Seguindo essa linha de pensamento, a implantação de equipamentos que excluem a revista íntima seria, inclusive, benéfica para a segurança dos presídios. Isso porque, assim como os visitantes dos presos, os funcionários também precisariam ser submetidos ao mesmo tipo de procedimento. “É melhor culpar os agentes externos do que reformar o sistema. De qualquer forma, fica muito ruim para o Estado não cumprir a resolução, mesmo que ela não tenha poder impositivo”, argumenta Sávio.
Conforme definição do conselho, “a necessidade de prevenir crimes no sistema penitenciário não pode afastar o respeito ao Estado Democrático de Direito”.
Por meio de nota, a Secretaria de Estado de Defesa Social (Seds) informou que “reconhece a legitimidade da proposta, mas também pondera o papel da revista íntima na manutenção da segurança nas unidades prisionais e o impedimento da entrada de materiais ilícitos”.
APREEENSÕES
Dados da Seds dão conta de que, entre janeiro e agosto deste ano, foram registradas 26 ocorrências de apreensão de celulares e 71 de drogas em presídios mineiros. Em todo o ano de 2013, foram 35 apreensões de celulares e 68 de drogas.
Parentes visitam presos após body scan
Quem já sentiu na pele as consequências de ser submetido a uma revista íntima, sabe muito bem os benefícios da exclusão dessa prática. Além de falta de respeito e de dignidade, principalmente com as mulheres, os visitantes reclamam do constrangimento do ato em si.

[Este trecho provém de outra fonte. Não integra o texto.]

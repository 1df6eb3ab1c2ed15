//! The SVML instruction set.
//!
//! Instructions are one opcode byte followed by little-endian operands.
//! Several opcodes come in typed flavours (`.g`, `.f`, `.b`) that the
//! compiler picks as hints; they decode to the same [`Opcode`] and execute
//! identically. Encoding always emits the generic flavour.

#![allow(clippy::doc_markdown)]

use sinter_foundation::{Error, Result};

/// Raw opcode bytes.
#[allow(missing_docs)]
pub mod byte {
    pub const NOP: u8 = 0x00;
    pub const LDC_I: u8 = 0x01;
    pub const LGC_I: u8 = 0x02;
    pub const LDC_F32: u8 = 0x03;
    pub const LGC_F32: u8 = 0x04;
    pub const LDC_F64: u8 = 0x05;
    pub const LGC_F64: u8 = 0x06;
    pub const LDC_B_0: u8 = 0x07;
    pub const LDC_B_1: u8 = 0x08;
    pub const LGC_B_0: u8 = 0x09;
    pub const LGC_B_1: u8 = 0x0A;
    pub const LGC_U: u8 = 0x0B;
    pub const LGC_N: u8 = 0x0C;
    pub const LGC_S: u8 = 0x0D;
    pub const POP_G: u8 = 0x0E;
    pub const POP_B: u8 = 0x0F;
    pub const POP_F: u8 = 0x10;
    pub const ADD_G: u8 = 0x11;
    pub const ADD_F: u8 = 0x12;
    pub const SUB_G: u8 = 0x13;
    pub const SUB_F: u8 = 0x14;
    pub const MUL_G: u8 = 0x15;
    pub const MUL_F: u8 = 0x16;
    pub const DIV_G: u8 = 0x17;
    pub const DIV_F: u8 = 0x18;
    pub const MOD_G: u8 = 0x19;
    pub const MOD_F: u8 = 0x1A;
    pub const NOT_G: u8 = 0x1B;
    pub const NOT_B: u8 = 0x1C;
    pub const LT_G: u8 = 0x1D;
    pub const LT_F: u8 = 0x1E;
    pub const GT_G: u8 = 0x1F;
    pub const GT_F: u8 = 0x20;
    pub const LE_G: u8 = 0x21;
    pub const LE_F: u8 = 0x22;
    pub const GE_G: u8 = 0x23;
    pub const GE_F: u8 = 0x24;
    pub const EQ_G: u8 = 0x25;
    pub const EQ_F: u8 = 0x26;
    pub const EQ_B: u8 = 0x27;
    pub const NEW_C: u8 = 0x28;
    pub const NEW_A: u8 = 0x29;
    pub const LDL_G: u8 = 0x2A;
    pub const LDL_F: u8 = 0x2B;
    pub const LDL_B: u8 = 0x2C;
    pub const STL_G: u8 = 0x2D;
    pub const STL_B: u8 = 0x2E;
    pub const STL_F: u8 = 0x2F;
    pub const LDP_G: u8 = 0x30;
    pub const LDP_F: u8 = 0x31;
    pub const LDP_B: u8 = 0x32;
    pub const STP_G: u8 = 0x33;
    pub const STP_B: u8 = 0x34;
    pub const STP_F: u8 = 0x35;
    pub const LDA_G: u8 = 0x36;
    pub const LDA_B: u8 = 0x37;
    pub const LDA_F: u8 = 0x38;
    pub const STA_G: u8 = 0x39;
    pub const STA_B: u8 = 0x3A;
    pub const STA_F: u8 = 0x3B;
    pub const BR_T: u8 = 0x3C;
    pub const BR_F: u8 = 0x3D;
    pub const BR: u8 = 0x3E;
    pub const JMP: u8 = 0x3F;
    pub const CALL: u8 = 0x40;
    pub const CALL_T: u8 = 0x41;
    pub const CALL_P: u8 = 0x42;
    pub const CALL_T_P: u8 = 0x43;
    pub const CALL_V: u8 = 0x44;
    pub const CALL_T_V: u8 = 0x45;
    pub const RET_G: u8 = 0x46;
    pub const RET_F: u8 = 0x47;
    pub const RET_B: u8 = 0x48;
    pub const RET_U: u8 = 0x49;
    pub const RET_N: u8 = 0x4A;
    pub const DUP: u8 = 0x4B;
    pub const NEWENV: u8 = 0x4C;
    pub const POPENV: u8 = 0x4D;
    pub const NEW_C_P: u8 = 0x4E;
    pub const NEW_C_V: u8 = 0x4F;
    pub const NEG_G: u8 = 0x50;
    pub const NEG_F: u8 = 0x51;
    pub const NEQ_G: u8 = 0x52;
    pub const NEQ_F: u8 = 0x53;
    pub const NEQ_B: u8 = 0x54;
}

“É um vexame total. Além de sofrermos com a condição de nossos parentes, ainda temos que ficar peladas e expostas ao ridículo”, reclama Hengel Jenifer Rosa de Oliveira, de 19 anos.
A jovem, moradora de Três Corações, no Sul de Minas, visita o marido preso na Penitenciária Nelson Hungria, em Contagem (Grande BH), duas vezes ao mês. “Com o body scan não passamos mais por este constrangimento. Até quem não vinha visitar os parentes passou a vir”, relata Hengel.
O body scan é uma espécie de cabine que permite enxergar dentro do corpo da pessoa. Em uma sala anexa, o operador da máquina visualiza a imagem gerada pelo equipamento como uma radiografia dos ossos, órgãos, objetos e contorno do corpo.
Para mulheres idosas, a mudança promovida pela adoção do uso do aparelho foi ainda mais significativa. “Eu tinha crise de choro quando vinha visitar o meu filho. Todos merecem ser tratados com dignidade”, afirma a faxineira Marlene Barboza, de 64 anos.
Com equipamento, busca vira exceção
O body scan apenas não será usado nas pessoas que estão em tratamento por radioterapia, grávidas ou portadores de marca-passo. Nesses casos, será realizada a revista tradicional, sendo que mulheres são acompanhadas por agentes do sexo feminino.
Em Minas, o aparelho está instalado em unidades da Grande BH: no Complexo Penitenciário Nelson Hungria (Contagem); nos presídios Antônio Dutra Ladeira e José Martinho Drumond (em Ribeirão das Neves) e nos presídios de Bicas I e II (em São Joaquim de Bicas).